NOSSA HISTÓRIA
Como
bom português, meu pai tinha o nome de Manoel. Mas não me lembro de jamais ter
ouvido alguém chamá-lo assim; nem mesmo minha mãe. Ele a chamava Almira, ou
Mira; mas ela nunca o chamou senão de Ferreira.
Não
que ele fosse rigoroso, ou algo assim. Pelo contrário: era um cara boa
praça, bon vivant; jamais fez questão de ser chamado de "senhor", nem
mesmo pelos filhos. Mas, não sei se por causa de minha mãe, era assim que o chamávamos.
Éramos
uma família de classe média, mais para baixa. Meu pai nunca teve carro e nossos
passeios eram feitos de ônibus, por mais longa que fosse a viagem; inclusive eventuais piqueniques. Se fosse hoje, faríamos parte dos "farofeiros".
Morávamos
perto da praia e as lembranças mais fortes que tenho de meu pai são nos
levando ao banho de mar, às 6 da manhã, antes que ele e minha mãe abrissem
a loja; nós jogando damas, ou ele ao bandolim, em músicas
portuguesas.
De
Alvinho para mim, 6 ou 8 anos de diferença; não lembro bem. Ele se casou muito
jovem e eu, aos 15 anos, fui para São Paulo, onde fiquei interno em uma escola
militar, por 2 anos.
Quando
voltei, meus pais estavam separados e fiquei ajudando minha mãe a tomar conta
da loja. Não que eu trabalhasse muito, confesso: aos 17, com os hormônios em
plena efervescência, as minhas atividades mais constantes eram namorar, jogar
bola e curtir a Jovem Guarda.
Não
sei quanto tempo passamos assim. Alvinho estava casado e Jairo era muito
novinho; nesse tempo, a minha companhia constante era Regi: frequentávamos a
mesma turma, da qual também faziam parte as nossas namoradas. Foi uma época de
muita birita e música, curtindo a juventude.
Depois,
tudo mudou: a loja fechou e minha mãe precisou voltar para o Rio, onde tinha
parentes; com ela, foram Regi e Jairo. Eu, aprovado em concurso para o Banco do Estado da Bahia, fui
morar em Feira de Santana, numa pensão barata; hoje, pouca gente sabe o que é "pensão",
mas foi mais uma experiência.
Anos se passaram. Fiquei
noivo; terminei o noivado e acabei casando com outra. E foi quando voltamos a
nos ver, por dois ou três dias: no meu primeiro casamento, antes que eles
voltassem para o Rio. Até hoje, rolou muita água por baixo da ponte; mas vou
parar aqui. Quem sabe, algum dia conto o resto; se der tempo.
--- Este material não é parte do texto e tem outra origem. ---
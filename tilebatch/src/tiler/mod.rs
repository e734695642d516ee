//! Geometric tiler.
//!
//! Splits a [`Boundary`] into a grid of fixed-size tiles, clipping the grid
//! against the boundary according to a [`TilingPolicy`].
//!
//! # Algorithm
//!
//! ```text
//! envelope ──► symmetric origin shift ──► grid cells (row-major)
//!                                              │
//!                          prepared boundary ──┤ relate once per cell
//!                                              ▼
//!               Disjoint ─► discard   Covered ─► keep   Partial ─► policy
//! ```
//!
//! The boundary is prepared once (indexed for repeated relate queries) and
//! every candidate cell is evaluated against it a single time.
//!
//! Trimmed tiles are contained in the boundary up to floating-point
//! precision. Along axis-aligned edges clipping is exact, but where a cell
//! crosses a slanted edge the intersection vertices may land a few ULPs
//! outside, so an exact `covers` test can fail even though the area left
//! outside the boundary is zero.
//!
//! # Example
//!
//! ```
//! use tilebatch::tiler::{Boundary, TileSpec, Tiler, TilingPolicy};
//!
//! let boundary = Boundary::rectangle(0.0, 0.0, 100.0, 50.0);
//! let spec = TileSpec::new(20, 25, TilingPolicy::PLAIN).unwrap();
//! let tiles = Tiler::new(spec).tile(&boundary);
//! assert_eq!(tiles.len(), 10);
//! ```

mod boundary;
mod error;
mod policy;
mod polygon;


pub use boundary::Boundary;
pub use error::TilerError;
pub use policy::{CellFate, CellRelation, TileSpec, TilingPolicy};
pub use polygon::TilePolygon;

use std::panic::{self, AssertUnwindSafe};

use geo::{
    Area, BooleanOps, Coord, MultiPolygon, Point, Polygon, PreparedGeometry, Rect, Relate,
};
use rayon::prelude::*;
use tracing::{debug, warn};

/// Grid of candidate cells laid over a boundary envelope.
#[derive(Debug, Clone, Copy, PartialEq)]
pub struct TileGrid {
    /// X of the first column's left edge.
    pub origin_x: i64,
    /// Y of the first row's top edge.
    pub origin_y: i64,
    /// Number of columns scanned.
    pub columns: usize,
    /// Number of rows scanned.
    pub rows: usize,
    tile_width: u32,
    tile_height: u32,
}

impl TileGrid {
    /// Returns the rectangle for the cell at `(row, col)`.
    pub fn cell(&self, row: usize, col: usize) -> Rect<f64> {
        let x = (self.origin_x + col as i64 * self.tile_width as i64) as f64;
        let y = (self.origin_y + row as i64 * self.tile_height as i64) as f64;
        Rect::new(
            Coord { x, y },
            Coord {
                x: x + self.tile_width as f64,
                y: y + self.tile_height as f64,
            },
        )
    }

    /// Total number of candidate cells.
    pub fn len(&self) -> usize {
        self.rows * self.columns
    }

    /// Returns true if the grid has no cells.
    pub fn is_empty(&self) -> bool {
        self.len() == 0
    }
}

/// Splits boundaries into tiles.
#[derive(Debug, Clone, Copy)]
pub struct Tiler {
    spec: TileSpec,
}

impl Tiler {
    /// Creates a tiler for the given spec.
    pub fn new(spec: TileSpec) -> Self {
        Self { spec }
    }

    /// Returns the tile spec.
    pub fn spec(&self) -> &TileSpec {
        &self.spec
    }

    /// Computes the candidate grid for a boundary.
    ///
    /// Returns `None` for an empty boundary.
    pub fn grid(&self, boundary: &Boundary) -> Option<TileGrid> {
        let envelope = boundary.envelope()?;
        let policy = self.spec.policy();
        let (width, height) = (self.spec.tile_width(), self.spec.tile_height());

        let min = envelope.min();
        let max = envelope.max();

        let start_x = min.x + policy.origin_offset(width, envelope.width());
        let start_y = min.y + policy.origin_offset(height, envelope.height());
        let origin_x = start_x.floor() as i64;
        let origin_y = start_y.floor() as i64;

        Some(TileGrid {
            origin_x,
            origin_y,
            columns: steps_to_reach(origin_x, max.x, width),
            rows: steps_to_reach(origin_y, max.y, height),
            tile_width: width,
            tile_height: height,
        })
    }

    /// Tiles a boundary, returning tiles in row-major scan order.
    pub fn tile(&self, boundary: &Boundary) -> Vec<TilePolygon> {
        let Some(grid) = self.grid(boundary) else {
            return Vec::new();
        };

        let prepared = PreparedGeometry::from(boundary.shape());
        let mut tiles = Vec::new();

        for row in 0..grid.rows {
            for col in 0..grid.columns {
                if let Some(tile) = self.classify(&prepared, boundary, grid.cell(row, col)) {
                    tiles.push(tile);
                }
            }
        }

        debug!(
            candidates = grid.len(),
            kept = tiles.len(),
            tile_width = self.spec.tile_width(),
            tile_height = self.spec.tile_height(),
            "Tiled boundary"
        );

        tiles
    }

    /// Tiles each region separately.
    ///
    /// Every region gets its own envelope and symmetric offset, so grids of
    /// neighbouring regions need not line up. Output is one tile list per
    /// region, in input order.
    pub fn tile_regions(&self, regions: &[Boundary]) -> Vec<Vec<TilePolygon>> {
        regions.iter().map(|region| self.tile(region)).collect()
    }

    /// Tiles a boundary using the rayon thread pool.
    ///
    /// Rows are processed in parallel with one prepared boundary per worker
    /// thread. Output order is not guaranteed to match [`Tiler::tile`].
    pub fn tile_par(&self, boundary: &Boundary) -> Vec<TilePolygon> {
        let Some(grid) = self.grid(boundary) else {
            return Vec::new();
        };

        let tiles: Vec<TilePolygon> = (0..grid.rows)
            .into_par_iter()
            .map_init(
                || PreparedGeometry::from(boundary.shape()),
                |prepared, row| {
                    (0..grid.columns)
                        .filter_map(|col| self.classify(&*prepared, boundary, grid.cell(row, col)))
                        .collect::<Vec<_>>()
                },
            )
            .flatten()
            .collect();

        debug!(
            candidates = grid.len(),
            kept = tiles.len(),
            "Tiled boundary in parallel"
        );

        tiles
    }

    /// Decides the fate of a single cell.
    fn classify(
        &self,
        prepared: &impl Relate<f64>,
        boundary: &Boundary,
        cell: Rect<f64>,
    ) -> Option<TilePolygon> {
        let cell_polygon = cell.to_polygon();
        let matrix = prepared.relate(&cell_polygon);

        let relation = if !matrix.is_intersects() {
            CellRelation::Disjoint
        } else if matrix.is_covers() {
            CellRelation::Covered
        } else {
            CellRelation::Partial
        };

        match self.spec.policy().fate(relation) {
            CellFate::Discard => None,
            CellFate::Keep => Some(TilePolygon::Cell(cell)),
            CellFate::KeepIfCentroidInside => {
                let centre = Point::from(cell.center());
                prepared
                    .relate(&centre)
                    .is_contains()
                    .then_some(TilePolygon::Cell(cell))
            }
            CellFate::Trim => match trim(&cell_polygon, boundary.shape()) {
                Ok(clipped) if clipped.0.is_empty() => {
                    debug!(
                        x = cell.min().x,
                        y = cell.min().y,
                        "Cell only touches boundary, dropping"
                    );
                    None
                }
                Ok(clipped) => Some(TilePolygon::Trimmed(clipped)),
                Err(e) => {
                    warn!(
                        x = cell.min().x,
                        y = cell.min().y,
                        error = %e,
                        "Failed to trim tile, dropping"
                    );
                    None
                }
            },
        }
    }
}

/// Number of grid steps from `origin` needed to reach or pass `end`.
fn steps_to_reach(origin: i64, end: f64, step: u32) -> usize {
    let span = end - origin as f64;
    if span <= 0.0 {
        return 0;
    }
    (span / step as f64).ceil() as usize
}

/// Clips a cell to the boundary.
///
/// The overlay engine can panic on degenerate input; that is caught and
/// reported as a recoverable topology error for this cell only.
fn trim(
    cell: &Polygon<f64>,
    boundary: &MultiPolygon<f64>,
) -> Result<MultiPolygon<f64>, TilerError> {
    let mut clipped = panic::catch_unwind(AssertUnwindSafe(|| cell.intersection(boundary)))
        .map_err(|payload| {
            let message = payload
                .downcast_ref::<&str>()
                .map(|s| s.to_string())
                .or_else(|| payload.downcast_ref::<String>().cloned())
                .unwrap_or_else(|| "unknown overlay failure".to_string());
            TilerError::Topology(message)
        })?;

    // Edge or corner contact can leave zero-area slivers behind.
    clipped.0.retain(|part| part.unsigned_area() > 0.0);
    Ok(clipped)
}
Meu pai, Alvinho, Mira e Regi já se foram; tenho sonhado com Mira e Regi, nos últimos tempos. Não
acredito em presságios e não tenho medo de morrer; aliás, vivo uma dicotomia:
não quero deixar meus entes queridos, mas também não quero envelhecer demais; Mira
foi aos 99 anos, e os últimos não foram fáceis.
Como se diz, aqui na Bahia: o que der, pra mim é lucro; ou prejuízo. Mas, de toda forma, os sonhos reavivaram as saudades. E esta é a razão deste texto.